El consumo de los alimentos procesados y ultraprocesados, y es una discusión internacional, acarrea consecuencias de salud pública. Un ejemplo lo trae Barruti en el New York Times (junio 23 de 2019), quien muestra que la ingesta promedio de azúcar en América Latina está más de cinco veces por encima del límite saludable y es uno de los factores que incide en la hipertensión, que causa 800 mil muertos al año, y la diabetes tipo 2 que sufren 25 millones de latinoamericanos y que le cuestan al sistema de salud 65 millones de dólares al año. En Colombia, se estima que 4 millones de personas sufren hipertensión. En el caso de la diabetes mellitus se estimó que existen 2 millones diagnosticados y probablemente un millón más de colombianos que no tienen diagnóstico de un profesional de la salud.
En el país se ha querido aprovechar la experiencia internacional en relación con la normativa para los alimentos procesados, teniendo en consideración los elementos de salud pública mencionados. En efecto, en la legislatura que viene de terminar se presentó un proyecto (214 ) que buscaba que los hogares colombianos pudieran tener información veraz sobre lo que están consumiendo y para que puedan hacer la elección que más les convenga.
De forma totalmente desafortunada, el proyecto fue archivado. La razón es clara: si bien la propuesta de etiquetado frontal advertía con claridad sobre los ingredientes que contiene un determinado alimento y que tienen la posibilidad de afectar su salud, también puede perjudicar la demanda por esos productos y, en consecuencia, las ventas de quienes los fabrican. Una vez más los consumidores perdieron la batalla frente a esa realidad de la industria de alimentos.

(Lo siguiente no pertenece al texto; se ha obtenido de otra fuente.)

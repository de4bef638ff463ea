use std::collections::BTreeMap;

use chrono::{Duration, NaiveDate};
use serde::Serialize;

use crate::models::{IntakeEvent, PersonalProfile};

pub const WINDOW_DAYS: usize = 7;

#[derive(Debug, Clone, Copy, PartialEq, Eq, Serialize)]
#[serde(rename_all = "lowercase")]
pub enum TargetStatus {
    /// Intake reached or exceeded the day's TDEE.
    Met,
    Under,
}

impl TargetStatus {
    #[must_use]
    pub fn for_day(intake: f64, tdee: f64) -> Self {
        if intake >= tdee {
            TargetStatus::Met
        } else {
            TargetStatus::Under
        }
    }

    #[must_use]
    pub fn label(self) -> &'static str {
        match self {
            TargetStatus::Met => "met/over target",
            TargetStatus::Under => "under target",
        }
    }
}

/// Calories from one food on each window date, aligned with `RollingChart::dates`.
#[derive(Debug, Clone, PartialEq, Serialize)]
pub struct FoodSeries {
    pub food_name: String,
    pub calories_per_day: Vec<f64>,
}

#[derive(Debug, Clone, PartialEq, Serialize)]
pub struct DayPoint {
    pub date: NaiveDate,
    pub intake: f64,
    pub tdee: f64,
    pub status: TargetStatus,
}

#[derive(Debug, Clone, PartialEq, Serialize)]
pub struct RollingChart {
    pub user: String,
    pub dates: Vec<NaiveDate>,
    pub foods: Vec<FoodSeries>,
    pub days: Vec<DayPoint>,
}

/// `today - 6 ..= today`, oldest first.
#[must_use]
pub fn window_dates(today: NaiveDate) -> Vec<NaiveDate> {
    (0..WINDOW_DAYS)
        .rev()
        .map(|offset| today - Duration::days(offset as i64))
        .collect()
}

/// Reconstruct the trailing window from the two logs. Records belonging to
/// other users are ignored, and both slices are read in insertion order.
pub fn build_rolling_chart_at(
    user: &str,
    today: NaiveDate,
    profiles: &[PersonalProfile],
    events: &[IntakeEvent],
) -> RollingChart {
    let dates = window_dates(today);
    let first = dates[0];
    let index_of = |date: NaiveDate| -> Option<usize> {
        let offset = (date - first).num_days();
        usize::try_from(offset).ok().filter(|&i| i < WINDOW_DAYS)
    };

    let mut foods: BTreeMap<&str, Vec<f64>> = BTreeMap::new();
    for event in events.iter().filter(|e| e.user_id == user) {
        let series = foods
            .entry(event.food_name.as_str())
            .or_insert_with(|| vec![0.0; WINDOW_DAYS]);
        if let Some(i) = index_of(event.recorded_at.date()) {
            series[i] += event.calories;
        }
    }

    // Last TDEE of each day in the window, plus the last one before it.
    let mut carried = 0.0;
    let mut daily_tdee: [Option<f64>; WINDOW_DAYS] = [None; WINDOW_DAYS];
    for profile in profiles.iter().filter(|p| p.user_id == user) {
        let date = profile.recorded_at.date();
        if date < first {
            carried = profile.tdee;
        } else if let Some(i) = index_of(date) {
            daily_tdee[i] = Some(profile.tdee);
        }
    }

    let days = dates
        .iter()
        .enumerate()
        .map(|(i, &date)| {
            if let Some(tdee) = daily_tdee[i] {
                carried = tdee;
            }
            // f64's Sum starts from -0.0
            let intake = foods.values().fold(0.0, |acc, series| acc + series[i]);
            DayPoint {
                date,
                intake,
                tdee: carried,
                status: TargetStatus::for_day(intake, carried),
            }
        })
        .collect();

    RollingChart {
        user: user.to_string(),
        dates,
        foods: foods
            .into_iter()
            .map(|(name, calories_per_day)| FoodSeries {
                food_name: name.to_string(),
                calories_per_day,
            })
            .collect(),
        days,
    }
}
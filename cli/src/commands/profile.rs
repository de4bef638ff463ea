use anyhow::Result;

use bodyledger_core::calculators::ActivityLevel;
use bodyledger_core::models::ProfileForm;
use bodyledger_core::service::HealthService;

use super::helpers::{chart_table, json_error, print_profile};

pub(crate) fn cmd_login(svc: &HealthService, user: &str, json: bool) -> Result<()> {
    let view = svc.login(user)?;

    if json {
        println!("{}", serde_json::to_string_pretty(&view)?);
        return Ok(());
    }

    if let Some(ref profile) = view.profile {
        print_profile(profile);
    } else {
        println!("Welcome, {}! No profile saved yet.", view.user);
        println!(
            "  Save one with `bodyledger profile save {} --sex ... --birth-date ... --height ... --weight ...`",
            view.user
        );
    }
    println!();
    println!("Last 7 days:");
    println!("{}", chart_table(&view.chart));
    Ok(())
}

pub(crate) fn cmd_profile_save(
    svc: &HealthService,
    user: &str,
    form: &ProfileForm,
    json: bool,
) -> Result<()> {
    let saved = svc.save_info(user, form)?;

    if json {
        println!("{}", serde_json::to_string_pretty(&saved)?);
    } else {
        println!(
            "Saved profile for {}: BMI {:.2}, BMR {:.0} kcal, TDEE {:.0} kcal",
            saved.user_id, saved.bmi, saved.bmr, saved.tdee
        );
        if saved.height_cm <= 0.0 {
            eprintln!("Note: height is 0, so BMR and TDEE were not calculated.");
        }
        let chart = svc.build_rolling_chart(&saved.user_id)?;
        println!();
        println!("Last 7 days:");
        println!("{}", chart_table(&chart));
    }
    Ok(())
}

pub(crate) fn cmd_profile_show(svc: &HealthService, user: &str, json: bool) -> Result<()> {
    let profile = svc.latest_profile(user)?;

    match profile {
        Some(view) if json => println!("{}", serde_json::to_string_pretty(&view)?),
        Some(view) => print_profile(&view),
        None if json => println!("{}", json_error(&format!("No profile saved for '{user}'"))),
        None => eprintln!("No profile saved for '{user}'."),
    }
    Ok(())
}

pub(crate) fn cmd_activity_levels(json: bool) -> Result<()> {
    if json {
        let levels: Vec<_> = ActivityLevel::ALL
            .iter()
            .map(|l| {
                serde_json::json!({
                    "key": l.as_str(),
                    "multiplier": l.multiplier(),
                    "description": l.description(),
                })
            })
            .collect();
        println!("{}", serde_json::to_string_pretty(&levels)?);
    } else {
        for level in ActivityLevel::ALL {
            println!(
                "  {:<12} x{:<6} {}",
                level.as_str(),
                level.multiplier(),
                level.description()
            );
        }
    }
    Ok(())
}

Hay que continuar adelante e insistir en el etiquetado porque las consideraciones de salud pública deben primar sobre los intereses particulares. La legislación chilena sobre el tema, en su momento la más avanzada, y la de Perú y Uruguay muestran que la industria alimenticia puede reformular sus productos utilizando elementos menos nocivos y, solo con eso ganamos todos.
Al Congreso de Colombia hay que recordarle que es conveniente para nuestra salud contar con buena información sobre los alimentos que estamos ingiriendo. Hemos podido avanzar en contar con regulación que nos garantice que la cantidad de producto sea la que dice el empaque y que se estipule con claridad la fecha de vencimiento del alimento perecedero. Eso realmente es lo mínimo, pero hay que lograr que se adopte un etiquetado que advierta sobre los peligros, y que sea claro y fácil de entender. El costo-beneficio, uno de los argumentos esgrimidos, debe mirarse como un tema a largo plazo y no es conveniente quedarse solo en el corto plazo. Al fin de cuentas, se trata de la salud de jóvenes y viejos, de padres e hijos, se trata de un bien común.